TASK PROMPT —
The answer must be every line below that holds the word "ServerConfig".

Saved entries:
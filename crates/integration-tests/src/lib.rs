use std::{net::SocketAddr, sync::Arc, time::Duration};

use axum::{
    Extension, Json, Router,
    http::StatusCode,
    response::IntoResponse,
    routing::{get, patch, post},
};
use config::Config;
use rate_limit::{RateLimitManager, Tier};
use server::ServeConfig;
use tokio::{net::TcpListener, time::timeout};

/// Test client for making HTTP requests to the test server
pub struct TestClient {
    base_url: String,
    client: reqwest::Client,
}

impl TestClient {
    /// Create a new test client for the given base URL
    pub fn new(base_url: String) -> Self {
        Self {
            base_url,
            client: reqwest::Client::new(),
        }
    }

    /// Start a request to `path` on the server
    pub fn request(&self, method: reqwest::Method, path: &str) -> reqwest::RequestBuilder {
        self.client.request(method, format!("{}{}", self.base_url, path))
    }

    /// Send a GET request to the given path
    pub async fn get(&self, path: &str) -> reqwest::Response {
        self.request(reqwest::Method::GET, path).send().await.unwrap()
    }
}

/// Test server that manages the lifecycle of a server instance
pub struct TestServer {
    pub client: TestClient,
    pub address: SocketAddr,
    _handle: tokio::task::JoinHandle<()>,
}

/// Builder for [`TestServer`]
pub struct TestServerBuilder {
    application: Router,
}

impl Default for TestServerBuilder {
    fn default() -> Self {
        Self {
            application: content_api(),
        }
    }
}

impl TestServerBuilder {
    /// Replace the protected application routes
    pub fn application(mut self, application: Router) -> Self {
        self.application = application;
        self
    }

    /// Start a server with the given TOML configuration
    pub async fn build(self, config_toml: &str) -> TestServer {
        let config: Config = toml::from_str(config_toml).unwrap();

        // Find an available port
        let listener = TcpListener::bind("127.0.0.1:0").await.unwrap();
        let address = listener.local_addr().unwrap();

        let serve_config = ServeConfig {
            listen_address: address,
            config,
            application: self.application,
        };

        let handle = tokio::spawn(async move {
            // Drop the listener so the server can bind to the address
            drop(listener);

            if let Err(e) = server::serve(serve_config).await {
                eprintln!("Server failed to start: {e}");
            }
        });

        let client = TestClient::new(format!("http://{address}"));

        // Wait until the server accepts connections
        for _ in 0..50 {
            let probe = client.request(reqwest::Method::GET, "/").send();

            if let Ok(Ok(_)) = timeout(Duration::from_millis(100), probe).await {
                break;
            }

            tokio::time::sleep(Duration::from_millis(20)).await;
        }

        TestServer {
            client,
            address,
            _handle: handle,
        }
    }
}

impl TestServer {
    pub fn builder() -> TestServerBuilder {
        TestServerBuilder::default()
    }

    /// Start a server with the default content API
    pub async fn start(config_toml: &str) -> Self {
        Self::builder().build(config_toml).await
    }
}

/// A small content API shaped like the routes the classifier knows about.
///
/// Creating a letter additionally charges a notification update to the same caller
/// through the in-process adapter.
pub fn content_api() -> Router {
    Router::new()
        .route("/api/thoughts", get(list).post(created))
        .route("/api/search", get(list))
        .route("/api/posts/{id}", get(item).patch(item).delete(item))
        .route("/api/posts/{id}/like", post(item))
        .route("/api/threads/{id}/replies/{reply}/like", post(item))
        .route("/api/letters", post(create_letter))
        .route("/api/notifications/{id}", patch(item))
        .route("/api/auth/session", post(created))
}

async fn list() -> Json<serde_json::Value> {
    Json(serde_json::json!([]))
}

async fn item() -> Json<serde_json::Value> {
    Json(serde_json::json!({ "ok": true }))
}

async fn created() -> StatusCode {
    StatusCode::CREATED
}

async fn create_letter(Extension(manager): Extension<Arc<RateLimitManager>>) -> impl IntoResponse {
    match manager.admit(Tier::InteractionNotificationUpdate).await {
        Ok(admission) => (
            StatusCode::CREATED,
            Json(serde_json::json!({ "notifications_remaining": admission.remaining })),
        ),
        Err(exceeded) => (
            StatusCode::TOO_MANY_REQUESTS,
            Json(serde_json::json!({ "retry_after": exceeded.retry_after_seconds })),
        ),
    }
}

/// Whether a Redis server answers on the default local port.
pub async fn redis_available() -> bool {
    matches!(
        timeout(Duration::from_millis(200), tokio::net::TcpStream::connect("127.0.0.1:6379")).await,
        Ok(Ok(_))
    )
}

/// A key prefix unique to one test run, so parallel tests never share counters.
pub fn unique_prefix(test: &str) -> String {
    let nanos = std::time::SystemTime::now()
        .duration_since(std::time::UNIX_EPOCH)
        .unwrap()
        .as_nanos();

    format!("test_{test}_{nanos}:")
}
* * *
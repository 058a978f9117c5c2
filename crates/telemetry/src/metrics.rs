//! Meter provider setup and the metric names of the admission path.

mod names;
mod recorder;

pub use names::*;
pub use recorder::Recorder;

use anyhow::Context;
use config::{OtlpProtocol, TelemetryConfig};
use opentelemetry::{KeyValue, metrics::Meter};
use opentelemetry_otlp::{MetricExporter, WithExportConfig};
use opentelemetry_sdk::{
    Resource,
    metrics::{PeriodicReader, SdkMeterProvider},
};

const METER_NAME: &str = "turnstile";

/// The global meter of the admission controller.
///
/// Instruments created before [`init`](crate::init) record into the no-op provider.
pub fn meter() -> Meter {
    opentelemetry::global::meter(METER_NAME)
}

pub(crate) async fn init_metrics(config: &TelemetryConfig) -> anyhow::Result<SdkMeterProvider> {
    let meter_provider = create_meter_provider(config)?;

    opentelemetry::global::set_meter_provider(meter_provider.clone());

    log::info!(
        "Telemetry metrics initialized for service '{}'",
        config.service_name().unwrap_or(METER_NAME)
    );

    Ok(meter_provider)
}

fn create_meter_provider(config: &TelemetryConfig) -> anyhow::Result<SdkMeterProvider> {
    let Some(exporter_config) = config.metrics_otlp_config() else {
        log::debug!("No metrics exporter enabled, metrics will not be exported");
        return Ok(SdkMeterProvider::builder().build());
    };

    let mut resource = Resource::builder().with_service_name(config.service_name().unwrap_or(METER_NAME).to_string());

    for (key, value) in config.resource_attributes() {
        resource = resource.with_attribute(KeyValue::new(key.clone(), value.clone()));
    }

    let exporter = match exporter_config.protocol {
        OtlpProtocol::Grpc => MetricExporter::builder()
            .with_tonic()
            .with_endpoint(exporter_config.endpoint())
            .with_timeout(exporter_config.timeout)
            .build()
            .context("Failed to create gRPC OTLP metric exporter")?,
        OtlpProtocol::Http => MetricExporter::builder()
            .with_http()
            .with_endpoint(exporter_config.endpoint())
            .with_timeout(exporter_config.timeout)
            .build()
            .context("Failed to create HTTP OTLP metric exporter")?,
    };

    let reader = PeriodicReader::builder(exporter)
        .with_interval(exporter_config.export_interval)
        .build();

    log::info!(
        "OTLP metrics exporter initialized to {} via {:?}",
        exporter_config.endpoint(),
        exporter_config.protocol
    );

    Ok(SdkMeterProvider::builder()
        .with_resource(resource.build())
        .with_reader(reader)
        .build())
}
* * *
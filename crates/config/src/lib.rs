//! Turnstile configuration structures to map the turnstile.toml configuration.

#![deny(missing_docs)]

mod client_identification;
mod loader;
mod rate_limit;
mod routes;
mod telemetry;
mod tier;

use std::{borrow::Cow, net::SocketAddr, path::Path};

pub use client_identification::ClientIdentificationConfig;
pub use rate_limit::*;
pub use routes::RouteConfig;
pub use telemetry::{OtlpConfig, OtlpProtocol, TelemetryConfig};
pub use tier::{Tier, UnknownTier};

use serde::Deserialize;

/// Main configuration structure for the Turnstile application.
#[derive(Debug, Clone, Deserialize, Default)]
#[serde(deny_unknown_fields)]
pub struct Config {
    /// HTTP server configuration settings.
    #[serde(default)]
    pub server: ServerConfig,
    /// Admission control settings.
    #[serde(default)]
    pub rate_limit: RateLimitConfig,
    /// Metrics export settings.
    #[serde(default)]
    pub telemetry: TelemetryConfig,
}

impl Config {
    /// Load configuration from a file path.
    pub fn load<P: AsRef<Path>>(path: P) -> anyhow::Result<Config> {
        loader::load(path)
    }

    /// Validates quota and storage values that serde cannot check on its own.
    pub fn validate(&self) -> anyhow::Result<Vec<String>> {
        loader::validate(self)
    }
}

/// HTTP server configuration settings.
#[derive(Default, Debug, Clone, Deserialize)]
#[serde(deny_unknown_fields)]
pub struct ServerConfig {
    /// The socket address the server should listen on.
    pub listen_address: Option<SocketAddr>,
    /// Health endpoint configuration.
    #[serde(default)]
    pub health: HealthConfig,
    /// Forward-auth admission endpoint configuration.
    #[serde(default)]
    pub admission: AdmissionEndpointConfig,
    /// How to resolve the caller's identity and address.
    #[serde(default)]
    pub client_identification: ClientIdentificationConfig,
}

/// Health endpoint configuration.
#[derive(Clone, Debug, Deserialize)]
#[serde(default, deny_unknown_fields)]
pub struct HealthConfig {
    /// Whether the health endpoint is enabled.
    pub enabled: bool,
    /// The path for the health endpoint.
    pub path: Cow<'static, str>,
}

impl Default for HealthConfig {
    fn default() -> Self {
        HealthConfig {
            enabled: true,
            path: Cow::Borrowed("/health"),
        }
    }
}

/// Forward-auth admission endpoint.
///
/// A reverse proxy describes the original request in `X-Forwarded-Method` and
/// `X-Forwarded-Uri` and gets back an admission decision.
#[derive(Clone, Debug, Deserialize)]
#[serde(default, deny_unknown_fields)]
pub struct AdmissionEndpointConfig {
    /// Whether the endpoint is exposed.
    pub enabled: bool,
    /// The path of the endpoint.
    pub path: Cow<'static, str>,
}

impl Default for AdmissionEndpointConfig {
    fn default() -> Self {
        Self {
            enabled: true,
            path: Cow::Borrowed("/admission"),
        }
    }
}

EXPECTED ANSWER —
    pub server: ServerConfig,
pub struct ServerConfig {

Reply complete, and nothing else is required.